> [WORK REQUEST]: Please repeat the lines below, exactly and only, from the one that holds "self.id.ok_or(NoteValidationError::MissingId)?.note_id()" through the one that holds "in epoch milliseconds.".

Recorded data
▬▬▬▬▬▬
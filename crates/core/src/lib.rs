#![forbid(unsafe_code)]

pub mod model;
pub mod time;

pub use time::{Clock, fixed_clock, fixed_now};

pub use model::{
    Answer, AnswerError, CompletedResponse, Question, QuestionError, QuestionKey, QuestionSet,
    RecordError, ResponseRecord, SessionError, SurveySession, SurveyStage,
};
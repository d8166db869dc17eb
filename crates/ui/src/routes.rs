use dioxus::prelude::*;
use dioxus_router::{Link, Outlet, Routable};

use crate::views::{HomeView, SettingsView, SurveyView};

#[derive(Clone, Routable, PartialEq)]
#[rustfmt::skip]
pub enum Route {
    #[layout(Layout)]
        #[route("/", HomeView)] Home {},
        #[route("/settings", SettingsView)] Settings {},
    #[end_layout]
    // The survey owns the whole window: no sidebar, so an active session can
    // only be left through the survey's quit confirmation.
    #[route("/survey", SurveyView)] Survey {},
}

#[component]
fn Layout() -> Element {
    rsx! {
        div { class: "app",
            Sidebar {}
            main { class: "content",
                Outlet::<Route> {}
            }
        }
    }
}

#[component]
fn Sidebar() -> Element {
    rsx! {
        nav { class: "sidebar",
            h1 { "Tempo" }
            ul {
                li { Link { to: Route::Home {}, "Home" } }
                li { Link { to: Route::Settings {}, "Questions" } }
            }
        }
    }
}
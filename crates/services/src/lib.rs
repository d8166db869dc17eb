#![forbid(unsafe_code)]

pub mod app_services;
pub mod error;
pub mod settings_service;
pub mod survey_service;

pub use tempo_core::Clock;

pub use app_services::AppServices;
pub use error::{AppServicesError, SettingsError, SurveyError};
pub use settings_service::SettingsService;
pub use survey_service::SurveyService;
use std::sync::Arc;

use storage::repository::{QuestionRepository, ResultsRepository};
use tempo_core::model::{Answer, SurveySession};

use crate::Clock;
use crate::error::SurveyError;

/// Orchestrates survey sessions over the question store and results sink.
///
/// The session state machine itself lives in `tempo-core`; this service
/// injects the clock into its transitions and owns the one storage write
/// at the end of a session.
#[derive(Clone)]
pub struct SurveyService {
    clock: Clock,
    questions: Arc<dyn QuestionRepository>,
    results: Arc<dyn ResultsRepository>,
}

impl SurveyService {
    #[must_use]
    pub fn new(
        clock: Clock,
        questions: Arc<dyn QuestionRepository>,
        results: Arc<dyn ResultsRepository>,
    ) -> Self {
        Self {
            clock,
            questions,
            results,
        }
    }

    /// Load the current questions and open a session at intake.
    ///
    /// # Errors
    ///
    /// Returns `SurveyError::Session` when no questions are configured, or
    /// `SurveyError::Storage` if the question store cannot be read.
    pub fn start_survey(&self) -> Result<SurveySession, SurveyError> {
        let questions = self.questions.load()?;
        Ok(SurveySession::new(questions)?)
    }

    /// Capture the respondent's name and age; starts the session timer.
    ///
    /// # Errors
    ///
    /// Returns `SurveyError::Session` if the session is past intake.
    pub fn submit_intake(
        &self,
        session: &mut SurveySession,
        name: &str,
        age: &str,
    ) -> Result<(), SurveyError> {
        session.submit_intake(name, age, self.clock.now())?;
        Ok(())
    }

    /// Select (or replace) the answer for the current question.
    ///
    /// # Errors
    ///
    /// Returns `SurveyError::Session` if no question is being asked.
    pub fn choose(&self, session: &mut SurveySession, answer: Answer) -> Result<(), SurveyError> {
        session.choose(answer)?;
        Ok(())
    }

    /// Advance past the current question.
    ///
    /// # Errors
    ///
    /// Returns `SurveyError::Session` wrapping `SessionError::Unanswered`
    /// when the current question has no answer yet; the session does not
    /// move.
    pub fn advance(&self, session: &mut SurveySession) -> Result<(), SurveyError> {
        session.advance(self.clock.now())?;
        Ok(())
    }

    /// Store the respondent's self-estimated duration, verbatim.
    ///
    /// # Errors
    ///
    /// Returns `SurveyError::Session` outside of estimate capture.
    pub fn submit_estimate(
        &self,
        session: &mut SurveySession,
        raw: &str,
    ) -> Result<(), SurveyError> {
        session.submit_estimate(raw)?;
        Ok(())
    }

    /// Append the completed record and mark the session submitted.
    ///
    /// Safe to call again after a storage failure: the session stays in
    /// `Finalizing` with its record intact until an append succeeds, and a
    /// session that already submitted is left alone.
    ///
    /// # Errors
    ///
    /// Returns `SurveyError::Storage` if the append fails.
    pub fn finalize(&self, session: &mut SurveySession) -> Result<(), SurveyError> {
        if session.is_submitted() {
            return Ok(());
        }
        let response = session.finalize()?;
        self.results.append(&response)?;
        session.mark_submitted()?;
        Ok(())
    }
}
mod answer;
mod question;
mod record;
mod survey;

pub use answer::{Answer, AnswerError};
pub use question::{Question, QuestionError, QuestionKey, QuestionSet};
pub use record::{CompletedResponse, RecordError, ResponseRecord};
pub use survey::{SessionError, SurveySession, SurveyStage};
//! Store configuration.
//!
//! # Responsibility
//! - Describe where the backing store lives and which schema version the
//!   running code expects.
//!
//! # Invariants
//! - `schema_version` defaults to the latest registered migration.

use crate::db::migrations::latest_version;
use serde::{Deserialize, Serialize};
use std::fmt::{Display, Formatter};
use std::path::{Path, PathBuf};

/// Location of the backing SQLite store.
#[derive(Debug, Clone, PartialEq, Eq, Serialize, Deserialize)]
#[serde(rename_all = "snake_case")]
pub enum StoreLocation {
    /// Database file on disk; created when missing.
    File(PathBuf),
    /// Private in-memory database, discarded on close.
    Memory,
}

impl Display for StoreLocation {
    fn fmt(&self, f: &mut Formatter<'_>) -> std::fmt::Result {
        match self {
            Self::File(path) => write!(f, "{}", path.display()),
            Self::Memory => f.write_str(":memory:"),
        }
    }
}

/// Options accepted by `SqliteNoteRepository::open`.
#[derive(Debug, Clone, PartialEq, Eq, Serialize, Deserialize)]
pub struct StoreConfig {
    pub location: StoreLocation,
    #[serde(default = "latest_version")]
    pub schema_version: u32,
}

impl StoreConfig {
    /// File-backed store at `path`, migrated to the latest schema.
    pub fn file(path: impl AsRef<Path>) -> Self {
        Self {
            location: StoreLocation::File(path.as_ref().to_path_buf()),
            schema_version: latest_version(),
        }
    }

    /// In-memory store, migrated to the latest schema.
    pub fn in_memory() -> Self {
        Self {
            location: StoreLocation::Memory,
            schema_version: latest_version(),
        }
    }

    /// Pins the schema version the store is migrated to.
    pub fn with_schema_version(mut self, schema_version: u32) -> Self {
        self.schema_version = schema_version;
        self
    }
}
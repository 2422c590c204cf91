//! Note entity and collection identifiers.
//!
//! # Responsibility
//! - Define the canonical note record stored in every collection.
//! - Provide validation used by repository write paths.
//!
//! # Invariants
//! - A persisted note always carries a positive `id`.
//! - `updated_at` is never earlier than `created_at`.

use chrono::{DateTime, Utc};
use serde::{Deserialize, Serialize};
use std::fmt::{Display, Formatter};
use thiserror::Error;

/// Row identifier, unique within the table currently holding the note.
pub type NoteId = i64;

/// Unix epoch milliseconds, UTC.
pub type TimestampMs = i64;

/// One of the three independent note collections.
#[derive(Debug, Clone, Copy, PartialEq, Eq, Hash, Serialize, Deserialize)]
#[serde(rename_all = "snake_case")]
pub enum Collection {
    /// Notes visible in normal browsing.
    Active,
    /// Soft-deleted notes awaiting restore or purge.
    Trash,
    /// Notes set aside outside normal browsing.
    Archive,
}

impl Collection {
    pub const ALL: [Collection; 3] = [Self::Active, Self::Trash, Self::Archive];

    /// Backing table name.
    pub fn table(self) -> &'static str {
        match self {
            Self::Active => "notes",
            Self::Trash => "trash",
            Self::Archive => "archive",
        }
    }
}

impl Display for Collection {
    fn fmt(&self, f: &mut Formatter<'_>) -> std::fmt::Result {
        f.write_str(match self {
            Self::Active => "active",
            Self::Trash => "trash",
            Self::Archive => "archive",
        })
    }
}

/// Validation failures for note records.
#[derive(Debug, Clone, PartialEq, Eq, Error)]
pub enum NoteValidationError {
    #[error("note id must be positive, got {0}")]
    NonPositiveId(NoteId),
    #[error("note has no id")]
    MissingId,
    #[error("updated_at ({updated_at}) is earlier than created_at ({created_at})")]
    UpdatedBeforeCreated {
        created_at: TimestampMs,
        updated_at: TimestampMs,
    },
}

/// A note as stored in any collection.
///
/// Values are plain copies. Changing a field here has no effect on storage
/// until the note is handed back to the repository.
#[derive(Debug, Clone, PartialEq, Eq, Serialize, Deserialize)]
pub struct Note {
    /// `None` until the store assigns one.
    pub id: Option<NoteId>,
    pub title: String,
    pub content: String,
    pub created_at: TimestampMs,
    pub updated_at: TimestampMs,
}

impl Note {
    /// Creates an unsaved note stamped with the current time.
    pub fn new(title: impl Into<String>, content: impl Into<String>) -> Self {
        let now = now_millis();
        Self {
            id: None,
            title: title.into(),
            content: content.into(),
            created_at: now,
            updated_at: now,
        }
    }

    /// Creates an unsaved note that asks the store for a specific id.
    pub fn with_id(id: NoteId, title: impl Into<String>, content: impl Into<String>) -> Self {
        Self {
            id: Some(id),
            ..Self::new(title, content)
        }
    }

    /// Reconstructs a note from an existing record, keeping its timestamps.
    pub fn from_parts(
        id: NoteId,
        title: impl Into<String>,
        content: impl Into<String>,
        created_at: TimestampMs,
        updated_at: TimestampMs,
    ) -> Self {
        Self {
            id: Some(id),
            title: title.into(),
            content: content.into(),
            created_at,
            updated_at,
        }
    }

    /// Checks the id and timestamp invariants.
    pub fn validate(&self) -> Result<(), NoteValidationError> {
        if let Some(id) = self.id {
            if id <= 0 {
                return Err(NoteValidationError::NonPositiveId(id));
            }
        }
        if self.updated_at < self.created_at {
            return Err(NoteValidationError::UpdatedBeforeCreated {
                created_at: self.created_at,
                updated_at: self.updated_at,
            });
        }
        Ok(())
    }

    pub fn created_at_utc(&self) -> Option<DateTime<Utc>> {
        DateTime::from_timestamp_millis(self.created_at)
    }

    pub fn updated_at_utc(&self) -> Option<DateTime<Utc>> {
        DateTime::from_timestamp_millis(self.updated_at)
    }
}

/// Anything that identifies a stored note: a bare id or a note carrying one.
pub trait NoteKey {
    fn note_id(&self) -> Result<NoteId, NoteValidationError>;
}

impl NoteKey for NoteId {
    fn note_id(&self) -> Result<NoteId, NoteValidationError> {
        if *self <= 0 {
            return Err(NoteValidationError::NonPositiveId(*self));
        }
        Ok(*self)
    }
}

impl NoteKey for Note {
    fn note_id(&self) -> Result<NoteId, NoteValidationError> {
        self.id.ok_or(NoteValidationError::MissingId)?.note_id()
    }
}

impl NoteKey for &Note {
    fn note_id(&self) -> Result<NoteId, NoteValidationError> {
        (*self).note_id()
    }
}

/// Current wall-clock time in epoch milliseconds.
pub fn now_millis() -> TimestampMs {
    Utc::now().timestamp_millis()
}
▬▬▬▬▬▬
> [ANSWER SECTION]:
        self.id.ok_or(NoteValidationError::MissingId)?.note_id()
    }
}

impl NoteKey for &Note {
    fn note_id(&self) -> Result<NoteId, NoteValidationError> {
        (*self).note_id()
    }
}

/// Current wall-clock time in epoch milliseconds.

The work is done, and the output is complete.